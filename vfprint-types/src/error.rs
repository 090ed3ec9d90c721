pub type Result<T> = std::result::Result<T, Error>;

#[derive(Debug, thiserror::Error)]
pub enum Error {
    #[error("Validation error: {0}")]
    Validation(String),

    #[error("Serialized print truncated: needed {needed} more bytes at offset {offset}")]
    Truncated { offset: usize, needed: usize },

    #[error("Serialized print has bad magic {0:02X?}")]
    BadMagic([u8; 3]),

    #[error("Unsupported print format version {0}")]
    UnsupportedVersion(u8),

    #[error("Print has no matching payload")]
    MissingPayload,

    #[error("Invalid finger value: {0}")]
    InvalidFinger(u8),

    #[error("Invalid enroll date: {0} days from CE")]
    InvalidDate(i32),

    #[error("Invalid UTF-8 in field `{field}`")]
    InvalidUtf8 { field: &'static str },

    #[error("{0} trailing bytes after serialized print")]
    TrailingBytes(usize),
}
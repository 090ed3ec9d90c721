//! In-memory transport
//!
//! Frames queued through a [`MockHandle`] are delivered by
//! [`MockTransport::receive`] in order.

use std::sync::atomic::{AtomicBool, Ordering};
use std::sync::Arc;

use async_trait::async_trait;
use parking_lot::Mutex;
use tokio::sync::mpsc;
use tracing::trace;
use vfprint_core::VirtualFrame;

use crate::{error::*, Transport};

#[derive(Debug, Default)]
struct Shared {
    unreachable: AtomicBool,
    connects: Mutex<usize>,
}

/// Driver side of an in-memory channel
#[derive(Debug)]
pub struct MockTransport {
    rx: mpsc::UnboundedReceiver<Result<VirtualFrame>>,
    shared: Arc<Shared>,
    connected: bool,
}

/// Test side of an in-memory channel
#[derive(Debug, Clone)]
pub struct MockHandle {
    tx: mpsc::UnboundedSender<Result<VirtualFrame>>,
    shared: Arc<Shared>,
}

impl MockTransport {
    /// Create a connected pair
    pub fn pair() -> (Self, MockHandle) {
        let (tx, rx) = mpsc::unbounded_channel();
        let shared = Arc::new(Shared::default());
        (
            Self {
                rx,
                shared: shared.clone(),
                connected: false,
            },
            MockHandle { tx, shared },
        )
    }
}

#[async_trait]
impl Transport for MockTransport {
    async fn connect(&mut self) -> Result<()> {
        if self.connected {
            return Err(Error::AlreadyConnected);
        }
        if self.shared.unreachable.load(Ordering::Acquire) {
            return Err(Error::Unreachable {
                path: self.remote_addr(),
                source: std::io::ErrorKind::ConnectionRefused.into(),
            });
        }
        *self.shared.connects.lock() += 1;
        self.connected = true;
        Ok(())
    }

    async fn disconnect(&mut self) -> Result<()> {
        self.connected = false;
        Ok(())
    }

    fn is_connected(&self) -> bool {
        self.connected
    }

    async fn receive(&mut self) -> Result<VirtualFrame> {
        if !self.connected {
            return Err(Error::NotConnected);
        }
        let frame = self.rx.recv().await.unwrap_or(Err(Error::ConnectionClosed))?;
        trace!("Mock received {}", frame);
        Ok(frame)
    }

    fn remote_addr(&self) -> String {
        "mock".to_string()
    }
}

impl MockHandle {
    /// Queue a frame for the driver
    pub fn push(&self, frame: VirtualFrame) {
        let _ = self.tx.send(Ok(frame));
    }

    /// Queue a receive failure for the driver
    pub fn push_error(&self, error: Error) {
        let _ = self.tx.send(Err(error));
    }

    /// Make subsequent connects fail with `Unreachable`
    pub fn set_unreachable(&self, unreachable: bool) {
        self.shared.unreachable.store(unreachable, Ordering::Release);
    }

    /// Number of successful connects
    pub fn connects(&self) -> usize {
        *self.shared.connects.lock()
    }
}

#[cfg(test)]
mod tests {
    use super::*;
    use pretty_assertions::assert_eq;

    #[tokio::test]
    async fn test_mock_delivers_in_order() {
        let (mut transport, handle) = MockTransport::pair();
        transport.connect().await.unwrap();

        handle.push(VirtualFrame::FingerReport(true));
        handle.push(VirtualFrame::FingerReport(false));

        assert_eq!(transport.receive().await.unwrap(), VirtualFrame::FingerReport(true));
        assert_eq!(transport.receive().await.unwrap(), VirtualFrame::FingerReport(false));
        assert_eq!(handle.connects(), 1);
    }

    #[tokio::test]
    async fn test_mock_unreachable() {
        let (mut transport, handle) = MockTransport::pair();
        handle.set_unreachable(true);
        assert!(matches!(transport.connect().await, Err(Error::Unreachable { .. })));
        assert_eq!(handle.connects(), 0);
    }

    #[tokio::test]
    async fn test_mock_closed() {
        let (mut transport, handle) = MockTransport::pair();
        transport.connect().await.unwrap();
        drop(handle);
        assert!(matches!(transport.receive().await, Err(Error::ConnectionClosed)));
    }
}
---
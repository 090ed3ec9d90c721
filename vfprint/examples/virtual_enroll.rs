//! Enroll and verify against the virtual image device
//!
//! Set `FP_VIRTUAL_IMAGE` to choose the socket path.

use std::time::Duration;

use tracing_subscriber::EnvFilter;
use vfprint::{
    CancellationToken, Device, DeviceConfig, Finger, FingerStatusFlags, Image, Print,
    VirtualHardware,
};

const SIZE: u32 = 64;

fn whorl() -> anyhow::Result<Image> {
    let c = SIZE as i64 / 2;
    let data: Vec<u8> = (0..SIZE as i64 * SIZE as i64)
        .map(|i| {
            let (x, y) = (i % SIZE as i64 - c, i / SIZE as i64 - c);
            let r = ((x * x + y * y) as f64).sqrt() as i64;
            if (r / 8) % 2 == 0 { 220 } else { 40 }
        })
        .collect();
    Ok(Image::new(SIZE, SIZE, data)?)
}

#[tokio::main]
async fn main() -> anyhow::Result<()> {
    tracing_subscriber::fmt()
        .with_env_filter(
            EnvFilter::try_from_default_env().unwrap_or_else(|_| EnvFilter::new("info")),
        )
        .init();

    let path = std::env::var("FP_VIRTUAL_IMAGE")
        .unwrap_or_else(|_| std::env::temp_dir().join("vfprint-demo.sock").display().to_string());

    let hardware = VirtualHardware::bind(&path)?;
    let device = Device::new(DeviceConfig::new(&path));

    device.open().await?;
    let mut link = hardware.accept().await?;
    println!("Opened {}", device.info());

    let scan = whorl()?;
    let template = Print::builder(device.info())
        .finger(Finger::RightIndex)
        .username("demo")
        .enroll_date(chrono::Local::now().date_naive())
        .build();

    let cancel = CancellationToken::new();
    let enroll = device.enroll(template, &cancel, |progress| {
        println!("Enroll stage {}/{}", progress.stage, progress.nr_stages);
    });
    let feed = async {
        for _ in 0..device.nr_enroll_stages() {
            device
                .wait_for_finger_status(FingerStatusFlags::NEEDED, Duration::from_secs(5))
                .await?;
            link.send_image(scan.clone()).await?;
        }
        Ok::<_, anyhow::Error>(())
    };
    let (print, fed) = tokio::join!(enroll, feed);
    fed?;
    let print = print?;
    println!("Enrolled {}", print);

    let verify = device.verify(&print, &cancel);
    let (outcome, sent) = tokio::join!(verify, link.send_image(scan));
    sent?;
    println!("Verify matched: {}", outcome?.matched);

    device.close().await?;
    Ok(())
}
...
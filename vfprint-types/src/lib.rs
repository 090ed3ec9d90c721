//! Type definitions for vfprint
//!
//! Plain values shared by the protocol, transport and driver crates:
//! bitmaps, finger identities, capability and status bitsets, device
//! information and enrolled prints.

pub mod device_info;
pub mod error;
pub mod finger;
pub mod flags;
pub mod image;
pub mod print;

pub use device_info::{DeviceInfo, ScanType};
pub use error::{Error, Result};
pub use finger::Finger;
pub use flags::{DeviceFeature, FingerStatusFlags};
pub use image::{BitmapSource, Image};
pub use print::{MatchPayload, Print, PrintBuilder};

◆ YOUR TASK
The task calls for all lines in the entries that hold "types".

◆ SOLUTION FOR THIS PROBLEM
filename vfprint-types/src/error.rs
filename vfprint-types/src/lib.rs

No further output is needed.